#### Data for analysis ####
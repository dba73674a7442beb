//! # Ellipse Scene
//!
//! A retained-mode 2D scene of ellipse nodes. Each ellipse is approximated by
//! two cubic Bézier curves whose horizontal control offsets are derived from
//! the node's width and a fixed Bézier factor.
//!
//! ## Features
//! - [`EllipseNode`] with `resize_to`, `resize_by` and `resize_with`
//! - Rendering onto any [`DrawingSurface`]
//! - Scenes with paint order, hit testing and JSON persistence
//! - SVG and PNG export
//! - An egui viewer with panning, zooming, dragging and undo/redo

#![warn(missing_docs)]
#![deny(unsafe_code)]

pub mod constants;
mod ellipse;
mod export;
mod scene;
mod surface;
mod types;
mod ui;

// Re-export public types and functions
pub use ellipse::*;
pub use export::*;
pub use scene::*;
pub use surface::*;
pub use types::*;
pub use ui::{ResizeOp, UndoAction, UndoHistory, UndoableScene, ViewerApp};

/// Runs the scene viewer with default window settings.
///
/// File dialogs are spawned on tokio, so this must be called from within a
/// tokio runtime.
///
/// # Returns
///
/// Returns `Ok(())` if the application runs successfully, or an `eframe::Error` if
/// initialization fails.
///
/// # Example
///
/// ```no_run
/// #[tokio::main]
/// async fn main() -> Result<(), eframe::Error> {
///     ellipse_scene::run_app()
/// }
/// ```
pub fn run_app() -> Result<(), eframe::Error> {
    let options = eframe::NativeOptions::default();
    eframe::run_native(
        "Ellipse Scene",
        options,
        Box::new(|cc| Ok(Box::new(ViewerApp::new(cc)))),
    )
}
####
#### Data for analysis ####
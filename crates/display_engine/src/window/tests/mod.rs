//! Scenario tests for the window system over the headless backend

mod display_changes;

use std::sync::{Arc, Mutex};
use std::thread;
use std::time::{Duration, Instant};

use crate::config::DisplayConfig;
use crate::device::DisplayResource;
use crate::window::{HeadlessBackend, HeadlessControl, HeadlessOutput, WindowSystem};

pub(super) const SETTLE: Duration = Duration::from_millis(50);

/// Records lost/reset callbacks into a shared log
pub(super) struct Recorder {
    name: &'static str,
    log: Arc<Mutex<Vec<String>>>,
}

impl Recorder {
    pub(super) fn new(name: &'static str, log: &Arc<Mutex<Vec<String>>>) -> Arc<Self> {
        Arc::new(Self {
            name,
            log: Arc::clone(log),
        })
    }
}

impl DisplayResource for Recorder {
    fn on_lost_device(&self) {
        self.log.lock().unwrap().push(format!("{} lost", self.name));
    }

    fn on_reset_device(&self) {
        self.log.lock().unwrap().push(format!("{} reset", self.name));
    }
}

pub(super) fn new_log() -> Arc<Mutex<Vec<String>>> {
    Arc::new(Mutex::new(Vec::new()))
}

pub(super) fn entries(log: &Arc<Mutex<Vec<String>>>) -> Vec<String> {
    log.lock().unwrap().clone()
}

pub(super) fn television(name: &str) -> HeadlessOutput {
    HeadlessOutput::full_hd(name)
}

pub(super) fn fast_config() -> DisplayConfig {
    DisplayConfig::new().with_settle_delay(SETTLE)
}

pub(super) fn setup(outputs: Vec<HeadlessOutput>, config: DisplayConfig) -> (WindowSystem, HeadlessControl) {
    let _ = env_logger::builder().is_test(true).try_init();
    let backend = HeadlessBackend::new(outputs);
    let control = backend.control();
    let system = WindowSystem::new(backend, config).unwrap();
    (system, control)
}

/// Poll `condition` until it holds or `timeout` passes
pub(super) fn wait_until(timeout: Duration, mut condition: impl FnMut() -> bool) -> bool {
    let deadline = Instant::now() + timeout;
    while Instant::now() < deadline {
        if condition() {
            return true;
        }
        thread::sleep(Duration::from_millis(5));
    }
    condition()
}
####
#### Data for analysis ####
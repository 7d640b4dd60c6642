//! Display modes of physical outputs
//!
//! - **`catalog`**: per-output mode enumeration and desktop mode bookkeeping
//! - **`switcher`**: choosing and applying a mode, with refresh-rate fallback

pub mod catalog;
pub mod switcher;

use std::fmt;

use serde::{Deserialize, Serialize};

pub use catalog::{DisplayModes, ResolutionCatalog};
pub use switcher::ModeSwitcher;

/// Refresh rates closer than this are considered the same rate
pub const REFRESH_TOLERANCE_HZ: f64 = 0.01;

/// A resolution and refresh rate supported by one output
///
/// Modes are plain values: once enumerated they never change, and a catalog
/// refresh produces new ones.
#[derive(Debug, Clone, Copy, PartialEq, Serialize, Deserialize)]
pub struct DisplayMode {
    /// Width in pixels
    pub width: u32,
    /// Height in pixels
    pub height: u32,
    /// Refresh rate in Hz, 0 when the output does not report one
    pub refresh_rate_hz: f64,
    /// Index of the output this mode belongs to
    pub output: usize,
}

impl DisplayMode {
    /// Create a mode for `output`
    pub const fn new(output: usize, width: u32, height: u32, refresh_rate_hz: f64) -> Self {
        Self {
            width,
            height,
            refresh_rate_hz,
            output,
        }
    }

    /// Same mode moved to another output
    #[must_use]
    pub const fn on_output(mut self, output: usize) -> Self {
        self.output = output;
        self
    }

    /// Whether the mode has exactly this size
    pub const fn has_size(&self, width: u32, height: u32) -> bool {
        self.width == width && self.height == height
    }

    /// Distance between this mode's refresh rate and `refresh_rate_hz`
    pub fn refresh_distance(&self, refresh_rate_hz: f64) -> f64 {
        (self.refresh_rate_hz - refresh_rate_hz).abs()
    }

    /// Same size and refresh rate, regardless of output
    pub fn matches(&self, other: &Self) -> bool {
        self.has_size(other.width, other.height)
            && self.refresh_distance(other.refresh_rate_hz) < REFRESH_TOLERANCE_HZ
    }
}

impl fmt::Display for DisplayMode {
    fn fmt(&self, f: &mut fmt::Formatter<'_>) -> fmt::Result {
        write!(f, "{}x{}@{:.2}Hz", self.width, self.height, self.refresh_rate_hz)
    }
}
####
# [Work instruction]
The entries above hold the needed span. Transcribe exactly the lines from the one with "pub(super) struct Recorder" to the one with "let backend = HeadlessBackend::new(outputs);", both included.

# [Answer]
pub(super) struct Recorder {
    name: &'static str,
    log: Arc<Mutex<Vec<String>>>,
}

impl Recorder {
    pub(super) fn new(name: &'static str, log: &Arc<Mutex<Vec<String>>>) -> Arc<Self> {
        Arc::new(Self {
            name,
            log: Arc::clone(log),
        })
    }
}

impl DisplayResource for Recorder {
    fn on_lost_device(&self) {
        self.log.lock().unwrap().push(format!("{} lost", self.name));
    }

    fn on_reset_device(&self) {
        self.log.lock().unwrap().push(format!("{} reset", self.name));
    }
}

pub(super) fn new_log() -> Arc<Mutex<Vec<String>>> {
    Arc::new(Mutex::new(Vec::new()))
}

pub(super) fn entries(log: &Arc<Mutex<Vec<String>>>) -> Vec<String> {
    log.lock().unwrap().clone()
}

pub(super) fn television(name: &str) -> HeadlessOutput {
    HeadlessOutput::full_hd(name)
}

pub(super) fn fast_config() -> DisplayConfig {
    DisplayConfig::new().with_settle_delay(SETTLE)
}

pub(super) fn setup(outputs: Vec<HeadlessOutput>, config: DisplayConfig) -> (WindowSystem, HeadlessControl) {
    let _ = env_logger::builder().is_test(true).try_init();
    let backend = HeadlessBackend::new(outputs);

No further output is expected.